■ TASK REQUIREMENTS: If a line below includes the string "write", copy it.
##### DATASET ENTRIES
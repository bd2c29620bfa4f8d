use std::time::Duration;

use serde::{Deserialize, Serialize};

use crate::error::{IngestError, Result};

/// What a worker does when the processor fails on a single item.
#[derive(Debug, Clone, Copy, PartialEq, Eq, Default, Serialize, Deserialize)]
pub enum FailurePolicy {
    /// Log the failure, count it, and keep consuming.
    #[default]
    Isolate,
    /// Stop the worker after the failing item.
    Abort,
}

impl std::fmt::Display for FailurePolicy {
    fn fmt(&self, f: &mut std::fmt::Formatter<'_>) -> std::fmt::Result {
        match self {
            FailurePolicy::Isolate => write!(f, "isolate"),
            FailurePolicy::Abort => write!(f, "abort"),
        }
    }
}

/// Configuration for a [`BufferManager`](crate::buffer::BufferManager) and the
/// workers it spawns.
#[derive(Debug, Clone)]
pub struct BufferConfig {
    /// Backlog length past which another worker is started.
    pub trigger_limit: usize,
    /// Items a worker withdraws per scheduling turn.
    pub bite_size: usize,
    /// Hard cap on concurrently running workers.
    pub max_consumers: usize,
    /// How long a worker waits on an empty queue before exiting.
    pub idle_timeout_ms: u64,
    pub failure_policy: FailurePolicy,
}

impl Default for BufferConfig {
    fn default() -> Self {
        Self {
            trigger_limit: 5000,
            bite_size: 1000,
            max_consumers: 5,
            idle_timeout_ms: 500,
            failure_policy: FailurePolicy::Isolate,
        }
    }
}

impl BufferConfig {
    pub fn new(trigger_limit: usize, bite_size: usize, max_consumers: usize) -> Self {
        Self {
            trigger_limit,
            bite_size,
            max_consumers,
            ..Default::default()
        }
    }

    pub fn with_idle_timeout_ms(mut self, idle_timeout_ms: u64) -> Self {
        self.idle_timeout_ms = idle_timeout_ms;
        self
    }

    pub fn with_failure_policy(mut self, policy: FailurePolicy) -> Self {
        self.failure_policy = policy;
        self
    }

    pub fn idle_timeout(&self) -> Duration {
        Duration::from_millis(self.idle_timeout_ms)
    }

    pub fn validate(&self) -> Result<()> {
        if self.trigger_limit == 0 {
            return Err(IngestError::Config("trigger_limit must be > 0".into()));
        }
        if self.bite_size == 0 {
            return Err(IngestError::Config("bite_size must be > 0".into()));
        }
        if self.max_consumers == 0 {
            return Err(IngestError::Config("max_consumers must be > 0".into()));
        }
        Ok(())
    }
}

/// Bounded exponential backoff for remote calls that fail for reasons other
/// than the concurrency limit.
#[derive(Debug, Clone)]
pub struct RetryConfig {
    /// Total attempts, including the first one.
    pub max_attempts: u32,
    pub initial_backoff_ms: u64,
    pub max_backoff_ms: u64,
}

impl Default for RetryConfig {
    fn default() -> Self {
        Self {
            max_attempts: 5,
            initial_backoff_ms: 500,
            max_backoff_ms: 30_000,
        }
    }
}

/// Configuration for a [`JobMonitor`](crate::monitor::JobMonitor).
#[derive(Debug, Clone)]
pub struct MonitorConfig {
    /// How long the monitor waits on an empty queue before shutting down.
    pub idle_timeout_ms: u64,
    /// Delay between status checks of a running report.
    pub poll_interval_ms: u64,
    /// Sleep applied when the remote service reports its concurrency limit.
    pub concurrency_backoff_ms: u64,
    /// Give up (mark `Error`) after this many concurrency-limit waits.
    /// `None` waits forever.
    pub max_concurrency_waits: Option<u32>,
    /// Give up (mark `Error`) after this many non-terminal status checks.
    /// `None` polls forever.
    pub max_status_checks: Option<u32>,
    pub retry: RetryConfig,
}

impl Default for MonitorConfig {
    fn default() -> Self {
        Self {
            idle_timeout_ms: 1000,
            poll_interval_ms: 5000,
            concurrency_backoff_ms: 30_000,
            max_concurrency_waits: None,
            // One hour at the default poll interval
            max_status_checks: Some(720),
            retry: RetryConfig::default(),
        }
    }
}

impl MonitorConfig {
    pub fn with_poll_interval_ms(mut self, poll_interval_ms: u64) -> Self {
        self.poll_interval_ms = poll_interval_ms;
        self
    }

    pub fn with_concurrency_backoff_ms(mut self, backoff_ms: u64) -> Self {
        self.concurrency_backoff_ms = backoff_ms;
        self
    }

    pub fn with_max_status_checks(mut self, max: Option<u32>) -> Self {
        self.max_status_checks = max;
        self
    }

    pub fn with_retry(mut self, retry: RetryConfig) -> Self {
        self.retry = retry;
        self
    }

    pub fn idle_timeout(&self) -> Duration {
        Duration::from_millis(self.idle_timeout_ms)
    }

    pub fn poll_interval(&self) -> Duration {
        Duration::from_millis(self.poll_interval_ms)
    }

    pub fn concurrency_backoff(&self) -> Duration {
        Duration::from_millis(self.concurrency_backoff_ms)
    }

    pub fn validate(&self) -> Result<()> {
        if self.retry.max_attempts == 0 {
            return Err(IngestError::Config("retry.max_attempts must be > 0".into()));
        }
        if self.retry.initial_backoff_ms > self.retry.max_backoff_ms {
            return Err(IngestError::Config(
                "retry.initial_backoff_ms exceeds retry.max_backoff_ms".into(),
            ));
        }
        Ok(())
    }
}
use std::collections::VecDeque;
use std::sync::atomic::{AtomicBool, Ordering};
use std::time::Duration;

use parking_lot::Mutex;
use tokio::sync::Notify;
use tokio::time::Instant;

use crate::error::{IngestError, Result};

/// FIFO work queue shared between one producer and any number of workers.
///
/// Pushes never block. Workers either take a bounded bite with
/// [`pop_batch`](Self::pop_batch) or wait for a single item with
/// [`pop_wait`](Self::pop_wait), which returns `None` on timeout instead of
/// failing.
#[derive(Debug)]
pub struct WorkQueue<T> {
    items: Mutex<VecDeque<T>>,
    notify: Notify,
    closed: AtomicBool,
}

impl<T> Default for WorkQueue<T> {
    fn default() -> Self {
        Self::new()
    }
}

impl<T> WorkQueue<T> {
    pub fn new() -> Self {
        Self {
            items: Mutex::new(VecDeque::new()),
            notify: Notify::new(),
            closed: AtomicBool::new(false),
        }
    }

    /// Append an item to the tail. Fails only once the queue is closed.
    pub fn push(&self, item: T) -> Result<()> {
        if self.is_closed() {
            return Err(IngestError::QueueClosed);
        }
        self.items.lock().push_back(item);
        self.notify.notify_one();
        Ok(())
    }

    /// Remove and return up to `limit` items from the head, oldest first.
    pub fn pop_batch(&self, limit: usize) -> Vec<T> {
        let mut items = self.items.lock();
        let take = limit.min(items.len());
        items.drain(..take).collect()
    }

    /// Put already-withdrawn items back at the head, keeping their order.
    /// Allowed on a closed queue since the items were accepted earlier.
    pub fn requeue(&self, items: Vec<T>) {
        if items.is_empty() {
            return;
        }
        {
            let mut queue = self.items.lock();
            for item in items.into_iter().rev() {
                queue.push_front(item);
            }
        }
        self.notify.notify_one();
    }

    /// Wait up to `timeout` for a single item. `None` means the queue stayed
    /// empty (or is closed and empty).
    pub async fn pop_wait(&self, timeout: Duration) -> Option<T> {
        let deadline = Instant::now() + timeout;
        loop {
            // Register interest before checking so a concurrent push is not missed
            let notified = self.notify.notified();

            if let Some(item) = self.items.lock().pop_front() {
                return Some(item);
            }
            if self.is_closed() {
                return None;
            }

            if tokio::time::timeout_at(deadline, notified).await.is_err() {
                // A push may have landed right at the deadline
                return self.items.lock().pop_front();
            }
        }
    }

    /// Reject further pushes and wake every waiter. Items already queued can
    /// still be withdrawn.
    pub fn close(&self) {
        self.closed.store(true, Ordering::Release);
        self.notify.notify_waiters();
    }

    pub fn is_closed(&self) -> bool {
        self.closed.load(Ordering::Acquire)
    }

    pub fn len(&self) -> usize {
        self.items.lock().len()
    }

    pub fn is_empty(&self) -> bool {
        self.items.lock().is_empty()
    }
}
##########
■ RESPONSE:
            FailurePolicy::Isolate => write!(f, "isolate"),
            FailurePolicy::Abort => write!(f, "abort"),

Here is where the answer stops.